Analysts are intrested in these 5 stocks: ( (NEO) ), ( (SHW) ), ( (GRAB) ), ( (PCAR) ) and ( (FSLR) ). Here is a breakdown of their recent ratings and the rationale behind them.
NeoGenomics, a leader in oncology diagnostics, has faced a challenging outlook according to analyst Puneet Souda, who downgraded the stock to ‘Hold’. Despite its strong position in the heme testing market, Souda notes several hurdles, including overly optimistic revenue growth projections and increased competition in the NGS solid tumor CGP market. The company’s recent management changes and the dilutive impact of the Pathline acquisition add to the uncertainty, leading to a reduced price target of $9.
Sherwin-Williams Company has been upgraded to ‘Buy’ by analyst Michael Sison, who highlights the company’s strong execution and market share gains despite challenging market conditions. The acquisition of BASF’s Brazil decorative paints business is seen as a strategic move that could bolster earnings. Sison is optimistic about Sherwin-Williams’ ability to capitalize on a housing market recovery, setting a price target of $420 based on its strong pricing strategy and expansion plans.
Grab Holdings has been upgraded to ‘Buy’ by analyst Sachin Mittal, who praises the company’s dominant position in Southeast Asia’s on-demand services market. With a significant increase in EBITDA and a raised guidance for 2025, Grab’s delivery and mobility segments are already profitable. The company’s fintech arm is expected to break even by 2026, offering a promising growth trajectory. Despite some concerns over stock-based compensation, Mittal sees a bullish outlook for Grab.
Paccar has been downgraded to ‘Hold’ by analyst Tami Zakaria, citing concerns over the ongoing downturn in the freight and truck market. With a potential US recession looming and tariff impacts on the horizon, Paccar’s gross margins are under pressure. The company’s lowered sales outlook and uncertainties around NOx emission regulations contribute to a cautious stance, with a price target set at $90.

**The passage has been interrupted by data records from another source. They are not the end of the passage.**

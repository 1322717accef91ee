//! Lockstep relay state for up to four peers.
//!
//! The relay collects one input record per player slot for the current
//! tick, then broadcasts all of them so every peer advances its simulation
//! with identical input. It only checks that a record is long enough to
//! decode and names the sender's own slot; the rest of the record is passed
//! through untouched.

pub mod config;

use std::net::SocketAddr;

use protocol::{ClientMessage, Field, PlayerSlot, RelayMessage, Tick, decode_with_report};

pub use config::{ConfigError, RelayConfig};

/// A message to send and where to send it.
pub type Outbound = (SocketAddr, RelayMessage);

pub struct RelayState {
    players: Vec<Option<SocketAddr>>,
    game_started: bool,
    current_tick: Tick,
    tick_inputs: Vec<Option<String>>,
}

impl RelayState {
    pub fn new(max_players: usize) -> Self {
        Self {
            players: vec![None; max_players],
            game_started: false,
            current_tick: 0,
            tick_inputs: vec![None; max_players],
        }
    }

    pub fn current_tick(&self) -> Tick {
        self.current_tick
    }

    pub fn game_started(&self) -> bool {
        self.game_started
    }

    fn find_player(&self, addr: &SocketAddr) -> Option<usize> {
        self.players.iter().position(|slot| slot.as_ref() == Some(addr))
    }

    fn next_empty_slot(&self) -> Option<usize> {
        self.players.iter().position(|slot| slot.is_none())
    }

    fn all_slots_filled(&self) -> bool {
        self.players.iter().all(|slot| slot.is_some())
    }

    fn all_inputs_received(&self) -> bool {
        self.tick_inputs.iter().all(|input| input.is_some())
    }

    fn broadcast(&self, msg: &RelayMessage) -> Vec<Outbound> {
        self.players
            .iter()
            .flatten()
            .map(|addr| (*addr, msg.clone()))
            .collect()
    }

    /// Applies one message from `src` and returns what should be sent in
    /// response.
    pub fn handle(&mut self, src: SocketAddr, msg: ClientMessage) -> Vec<Outbound> {
        match msg {
            ClientMessage::Hello => self.handle_hello(src),
            ClientMessage::Input { tick, record } => self.handle_input(src, tick, record),
        }
    }

    fn handle_hello(&mut self, src: SocketAddr) -> Vec<Outbound> {
        // Already connected? Re-send welcome.
        if let Some(slot) = self.find_player(&src) {
            let mut out = vec![(
                src,
                RelayMessage::Welcome {
                    player_slot: slot as PlayerSlot,
                },
            )];
            if self.game_started {
                out.push((src, self.game_start()));
            }
            return out;
        }

        let Some(slot) = self.next_empty_slot() else {
            tracing::warn!(%src, "rejected, game is full");
            return Vec::new();
        };

        self.players[slot] = Some(src);
        tracing::info!(slot, %src, "player connected");

        let mut out = vec![(
            src,
            RelayMessage::Welcome {
                player_slot: slot as PlayerSlot,
            },
        )];

        if self.all_slots_filled() && !self.game_started {
            self.game_started = true;
            tracing::info!(players = self.players.len(), "all players connected, starting game");
            out.extend(self.broadcast(&self.game_start()));
        }
        out
    }

    fn handle_input(&mut self, src: SocketAddr, tick: Tick, record: String) -> Vec<Outbound> {
        let Some(slot) = self.find_player(&src) else {
            tracing::warn!(%src, "input from unknown client");
            return Vec::new();
        };

        if tick != self.current_tick {
            // Stale or future.
            tracing::trace!(slot, tick, current = self.current_tick, "ignoring input");
            return Vec::new();
        }

        let decoded = match decode_with_report(&record) {
            Ok(decoded) => decoded,
            Err(err) => {
                tracing::warn!(slot, tick, %err, "dropping input");
                return Vec::new();
            }
        };
        let index = decoded.state.player_index;
        if decoded.report.fell_back(Field::PlayerIndex) || usize::from(index) != slot {
            tracing::warn!(slot, tick, index, "record names another player, dropping");
            return Vec::new();
        }

        self.tick_inputs[slot] = Some(record);

        if !self.all_inputs_received() {
            return Vec::new();
        }

        let records: Vec<String> = self.tick_inputs.iter_mut().filter_map(Option::take).collect();
        let msg = RelayMessage::TickInputs {
            tick: self.current_tick,
            records,
        };
        let out = self.broadcast(&msg);

        // Advance to next tick.
        self.current_tick += 1;
        tracing::debug!(tick = self.current_tick, "advanced");
        out
    }

    fn game_start(&self) -> RelayMessage {
        RelayMessage::GameStart {
            player_count: self.players.len() as u8,
        }
    }
}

First Solar has received mixed reviews from analysts, with downgrades from Colin Rusch and Julien Dumoulin Smith due to tariff uncertainties and margin pressures. However, Gordon Johnson has upgraded the stock to ‘Buy’, citing the company’s conservative guidance and potential upside from maintaining production tax credits. The varying perspectives reflect the complex macroeconomic environment First Solar operates in, with a price target ranging from $127 to $172.